* **REQUIRED ACTION**: Write out the data below exactly, from its first line to the line containing "use vitalcare_lib::intelligence::HealthInsights;", that line included.

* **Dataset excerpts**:
###

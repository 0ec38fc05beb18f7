use std::path::{Path, PathBuf};
use std::process::ExitCode;

use clap::{Parser, Subcommand};
use serde::Serialize;
use vitalcare_lib::config;
use vitalcare_lib::consultation::ConsultationRecord;
use vitalcare_lib::intelligence::HealthInsights;
use vitalcare_lib::models::{reference_ranges, VitalPanel};
use vitalcare_lib::session::{SessionSnapshot, SessionState, SnapshotError};

#[derive(Parser)]
#[command(name = "vitalcare")]
#[command(about = "Wellness tracker advisory engine")]
#[command(version)]
struct Cli {
    #[command(subcommand)]
    command: Commands,
}

#[derive(Subcommand)]
enum Commands {
    /// Print insights and answered questions for a session snapshot
    Report {
        /// Path to a session snapshot (JSON)
        snapshot: PathBuf,
    },
    /// Ask one consultation question against a session snapshot
    Ask {
        /// Path to a session snapshot (JSON)
        snapshot: PathBuf,
        /// Question text
        query: String,
    },
    /// Print the vitals reference ranges and each panel's fields with units
    Ranges,
}

#[derive(Serialize)]
#[serde(rename_all = "camelCase")]
struct Report<'a> {
    insights: HealthInsights,
    consultations: &'a [ConsultationRecord],
}

fn load_session(path: &Path) -> Result<SessionState, SnapshotError> {
    let snapshot = SessionSnapshot::load(path)?;
    SessionState::from_snapshot(snapshot)
}

fn run(cli: Cli) -> Result<(), Box<dyn std::error::Error>> {
    match cli.command {
        Commands::Report { snapshot } => {
            let state = load_session(&snapshot)?;
            let report = Report {
                insights: state.insights(),
                consultations: state.history().as_slice(),
            };
            println!("{}", serde_json::to_string_pretty(&report)?);
        }
        Commands::Ask { snapshot, query } => {
            let mut state = load_session(&snapshot)?;
            match state.ask(&query) {
                Some(record) => println!("{}", serde_json::to_string_pretty(record)?),
                None => tracing::warn!("Empty question, nothing to answer"),
            }
        }
        Commands::Ranges => {
            for (label, range) in reference_ranges() {
                println!("{label}: {range}");
            }
            for panel in VitalPanel::ALL {
                println!();
                println!("{}", panel.label());
                for field in panel.fields() {
                    println!("  {} ({})", field.as_str(), field.unit());
                }
            }
        }
    }
    Ok(())
}

fn main() -> ExitCode {
    config::init_tracing();
    tracing::info!("{} starting v{}", config::APP_NAME, config::APP_VERSION);

    match run(Cli::parse()) {
        Ok(()) => ExitCode::SUCCESS,
        Err(e) => {
            tracing::error!(error = %e, "vitalcare failed");
            ExitCode::FAILURE
        }
    }
}
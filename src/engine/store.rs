use std::collections::{BTreeMap, HashMap};

use chrono::NaiveDate;

use crate::model::*;

use super::EngineError;

/// Active reservations, iterated in insertion order.
#[derive(Debug, Default)]
pub struct ReservationStore {
    /// Insertion sequence → reservation.
    entries: BTreeMap<u64, Reservation>,
    /// Identity key → insertion sequence.
    index: HashMap<ReservationKey, u64>,
    next_seq: u64,
}

impl ReservationStore {
    pub fn new() -> Self {
        Self::default()
    }

    pub fn len(&self) -> usize {
        self.entries.len()
    }

    pub fn is_empty(&self) -> bool {
        self.entries.is_empty()
    }

    pub fn contains(&self, key: &ReservationKey) -> bool {
        self.index.contains_key(key)
    }

    pub fn get(&self, key: &ReservationKey) -> Option<&Reservation> {
        self.index.get(key).and_then(|seq| self.entries.get(seq))
    }

    pub fn insert(&mut self, reservation: Reservation) -> Result<(), EngineError> {
        if self.index.contains_key(&reservation.key) {
            return Err(EngineError::DuplicateKey(reservation.key));
        }
        let seq = self.next_seq;
        self.next_seq += 1;
        self.index.insert(reservation.key.clone(), seq);
        self.entries.insert(seq, reservation);
        Ok(())
    }

    pub fn remove(&mut self, key: &ReservationKey) -> Result<Reservation, EngineError> {
        let seq = self
            .index
            .remove(key)
            .ok_or_else(|| EngineError::NoSuchReservation(key.clone()))?;
        self.entries
            .remove(&seq)
            .ok_or_else(|| EngineError::NoSuchReservation(key.clone()))
    }

    pub fn iter(&self) -> impl Iterator<Item = &Reservation> {
        self.entries.values()
    }

    /// Reservations on `resource_id` for `date`, in insertion order.
    pub fn matching<'a>(
        &'a self,
        resource_id: &'a str,
        date: NaiveDate,
    ) -> impl Iterator<Item = &'a Reservation> + 'a {
        self.entries
            .values()
            .filter(move |r| r.date == date && r.resource_id() == resource_id)
    }

    pub fn keys(&self) -> impl Iterator<Item = &ReservationKey> {
        self.entries.values().map(|r| &r.key)
    }
}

###

* **RESULT OF THE TASK**:
repository 0ec38fc05beb18f7
use std::path::{Path, PathBuf};
use std::process::ExitCode;

use clap::{Parser, Subcommand};
use serde::Serialize;
use vitalcare_lib::config;
use vitalcare_lib::consultation::ConsultationRecord;
use vitalcare_lib::intelligence::HealthInsights;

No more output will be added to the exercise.